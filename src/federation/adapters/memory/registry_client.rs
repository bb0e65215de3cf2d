//! In-memory stand-in for an external registry.

use async_trait::async_trait;
use std::collections::HashMap;
use std::sync::{Arc, RwLock};

use crate::federation::{
    domain::ExternalRecord,
    ports::{RegistryClient, RegistryClientError, RegistryClientResult},
};

/// External registry held in memory, with a switch to simulate outages.
#[derive(Debug, Clone, Default)]
pub struct InMemoryRegistryClient {
    state: Arc<RwLock<ClientState>>,
}

#[derive(Debug, Default)]
struct ClientState {
    records: HashMap<String, ExternalRecord>,
    unreachable: bool,
}

impl InMemoryRegistryClient {
    /// Creates an empty, reachable registry.
    #[must_use]
    pub fn new() -> Self {
        Self::default()
    }

    /// Publishes a record under its name, replacing any previous one.
    ///
    /// # Errors
    ///
    /// Returns [`RegistryClientError`] when the state lock is poisoned.
    pub fn publish(&self, record: ExternalRecord) -> RegistryClientResult<()> {
        let mut state = self.state.write().map_err(lock_error)?;
        state.records.insert(record.name.clone(), record);
        Ok(())
    }

    /// Simulates the registry going down or coming back.
    ///
    /// # Errors
    ///
    /// Returns [`RegistryClientError`] when the state lock is poisoned.
    pub fn set_unreachable(&self, unreachable: bool) -> RegistryClientResult<()> {
        let mut state = self.state.write().map_err(lock_error)?;
        state.unreachable = unreachable;
        Ok(())
    }

    fn ensure_reachable(state: &ClientState) -> RegistryClientResult<()> {
        if state.unreachable {
            return Err(RegistryClientError::transport(std::io::Error::new(
                std::io::ErrorKind::ConnectionRefused,
                "registry unreachable",
            )));
        }
        Ok(())
    }
}

fn lock_error(err: impl std::fmt::Display) -> RegistryClientError {
    RegistryClientError::transport(std::io::Error::other(err.to_string()))
}

#[async_trait]
impl RegistryClient for InMemoryRegistryClient {
    async fn fetch(&self, name: &str) -> RegistryClientResult<Option<ExternalRecord>> {
        let state = self.state.read().map_err(lock_error)?;
        Self::ensure_reachable(&state)?;
        Ok(state.records.get(name).cloned())
    }

    async fn ping(&self) -> RegistryClientResult<()> {
        let state = self.state.read().map_err(lock_error)?;
        Self::ensure_reachable(&state)
    }
}
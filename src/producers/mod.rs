//! # Producers: things that can be subscribed to.
//!
//! This module provides the core producer types:
//! - [`Producer`] - trait for anything that delivers notifications to a [`Subscriber`](crate::Subscriber)
//! - [`ProducerRef`] - shared reference to a producer (`Arc<dyn Producer<T>>`)
//! - [`ProducerFn`] - closure-backed producer
//! - [`Empty`] - completes immediately, no values
//! - [`Just`] - emits fixed values, then completes
//! - [`TimedFailure`] - fails once after a delay

mod empty;
mod just;
mod producer;
mod producer_fn;
mod timed;

pub use empty::Empty;
pub use just::Just;
pub use producer::{Producer, ProducerRef};
pub use producer_fn::ProducerFn;
pub use timed::TimedFailure;
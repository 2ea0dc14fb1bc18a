//! # Notifications delivered by producers.
//!
//! [`Notification`] is the tagged union every producer speaks. [`NotificationKind`]
//! is its payload-free counterpart, handy for logging.
//!
//! ## Example
//! ```rust
//! use rxrecover::{Notification, NotificationKind, StreamError};
//!
//! let n: Notification<u32> = Notification::Error(StreamError::fail("boom"));
//! assert_eq!(n.kind(), NotificationKind::Error);
//! assert!(n.is_terminal());
//! assert_eq!(n.as_label(), "error");
//! ```

use crate::error::StreamError;
use crate::observers::Observer;

/// Classification of notifications.
#[derive(Debug, Clone, Copy, PartialEq, Eq)]
pub enum NotificationKind {
    /// Ordinary value; may repeat.
    Value,
    /// Terminal failure.
    Error,
    /// Terminal success.
    Complete,
}

/// Signal delivered to an [`Observer`].
#[derive(Debug, Clone, PartialEq)]
pub enum Notification<T> {
    /// An emitted value.
    Value(T),
    /// Producer failed; terminal.
    Error(StreamError),
    /// Producer finished; terminal.
    Complete,
}

impl<T> Notification<T> {
    /// Returns the payload-free kind of this notification.
    #[inline]
    pub fn kind(&self) -> NotificationKind {
        match self {
            Notification::Value(_) => NotificationKind::Value,
            Notification::Error(_) => NotificationKind::Error,
            Notification::Complete => NotificationKind::Complete,
        }
    }

    /// True for `Error` and `Complete`.
    #[inline]
    pub fn is_terminal(&self) -> bool {
        !matches!(self, Notification::Value(_))
    }

    /// Returns a short stable label for use in logs.
    pub fn as_label(&self) -> &'static str {
        match self {
            Notification::Value(_) => "value",
            Notification::Error(_) => "error",
            Notification::Complete => "complete",
        }
    }

    /// Dispatches this notification to the matching observer callback.
    pub fn deliver<O>(self, observer: &O)
    where
        O: Observer<T> + ?Sized,
    {
        match self {
            Notification::Value(v) => observer.on_value(v),
            Notification::Error(e) => observer.on_error(e),
            Notification::Complete => observer.on_complete(),
        }
    }
}

#[cfg(test)]
mod tests {
    use super::*;
    use crate::observers::Recorder;

    #[test]
    fn value_is_not_terminal() {
        let n = Notification::Value(7);
        assert_eq!(n.kind(), NotificationKind::Value);
        assert!(!n.is_terminal());
        assert!(Notification::<u8>::Complete.is_terminal());
    }

    #[test]
    fn deliver_routes_to_callbacks() {
        let rec = Recorder::new();
        Notification::Value(1).deliver(&rec);
        Notification::<i32>::Complete.deliver(&rec);
        assert_eq!(
            rec.notifications(),
            vec![Notification::Value(1), Notification::Complete]
        );
    }
}
//! # Closure-backed observer (`ObserverFn`)
//!
//! [`ObserverFn`] bundles up to three optional closures. Missing callbacks
//! behave like the [`Observer`] defaults (no-op).
//!
//! ## Example
//! ```rust
//! use rxrecover::{ObserverFn, ObserverRef};
//!
//! let obs: ObserverRef<&'static str> = ObserverFn::<&'static str>::new()
//!     .with_value(|v| println!("{v}"))
//!     .with_complete(|| println!("Completed"))
//!     .arc();
//! ```

use std::fmt;
use std::sync::Arc;

use crate::error::StreamError;
use crate::observers::Observer;

type ValueFn<T> = Box<dyn Fn(T) + Send + Sync>;
type ErrorFn = Box<dyn Fn(StreamError) + Send + Sync>;
type CompleteFn = Box<dyn Fn() + Send + Sync>;

/// Observer built from optional closures.
pub struct ObserverFn<T> {
    value: Option<ValueFn<T>>,
    error: Option<ErrorFn>,
    complete: Option<CompleteFn>,
}

impl<T> ObserverFn<T> {
    /// Creates an observer with no callbacks.
    pub fn new() -> Self {
        Self {
            value: None,
            error: None,
            complete: None,
        }
    }

    /// Sets the value callback.
    pub fn with_value(mut self, f: impl Fn(T) + Send + Sync + 'static) -> Self {
        self.value = Some(Box::new(f));
        self
    }

    /// Sets the error callback.
    pub fn with_error(mut self, f: impl Fn(StreamError) + Send + Sync + 'static) -> Self {
        self.error = Some(Box::new(f));
        self
    }

    /// Sets the completion callback.
    pub fn with_complete(mut self, f: impl Fn() + Send + Sync + 'static) -> Self {
        self.complete = Some(Box::new(f));
        self
    }
}

impl<T: 'static> ObserverFn<T> {
    /// Wraps the observer into a shared handle.
    pub fn arc(self) -> Arc<Self> {
        Arc::new(self)
    }
}

impl<T> Default for ObserverFn<T> {
    fn default() -> Self {
        Self::new()
    }
}

impl<T> fmt::Debug for ObserverFn<T> {
    fn fmt(&self, f: &mut fmt::Formatter<'_>) -> fmt::Result {
        f.debug_struct("ObserverFn")
            .field("value", &self.value.is_some())
            .field("error", &self.error.is_some())
            .field("complete", &self.complete.is_some())
            .finish()
    }
}

impl<T: 'static> Observer<T> for ObserverFn<T> {
    fn on_value(&self, value: T) {
        if let Some(f) = &self.value {
            f(value);
        }
    }

    fn on_error(&self, error: StreamError) {
        if let Some(f) = &self.error {
            f(error);
        }
    }

    fn on_complete(&self) {
        if let Some(f) = &self.complete {
            f();
        }
    }

    fn name(&self) -> &'static str {
        "observer_fn"
    }
}

#[cfg(test)]
mod tests {
    use super::*;
    use std::sync::atomic::{AtomicUsize, Ordering};

    #[test]
    fn missing_callbacks_are_noops() {
        let obs: ObserverFn<u32> = ObserverFn::new();
        obs.on_value(1);
        obs.on_error(StreamError::fail("ignored"));
        obs.on_complete();
    }

    #[test]
    fn callbacks_are_invoked() {
        let sum = Arc::new(AtomicUsize::new(0));
        let done = Arc::new(AtomicUsize::new(0));

        let obs = {
            let sum = sum.clone();
            let done = done.clone();
            ObserverFn::new()
                .with_value(move |v: usize| {
                    sum.fetch_add(v, Ordering::SeqCst);
                })
                .with_complete(move || {
                    done.fetch_add(1, Ordering::SeqCst);
                })
        };

        obs.on_value(2);
        obs.on_value(3);
        obs.on_complete();

        assert_eq!(sum.load(Ordering::SeqCst), 5);
        assert_eq!(done.load(Ordering::SeqCst), 1);
    }
}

..........

Your instructions - Among the entries above, which lines include "move"? List them all.

Worked solution -
                .with_value(move |v: usize| {
                .with_complete(move || {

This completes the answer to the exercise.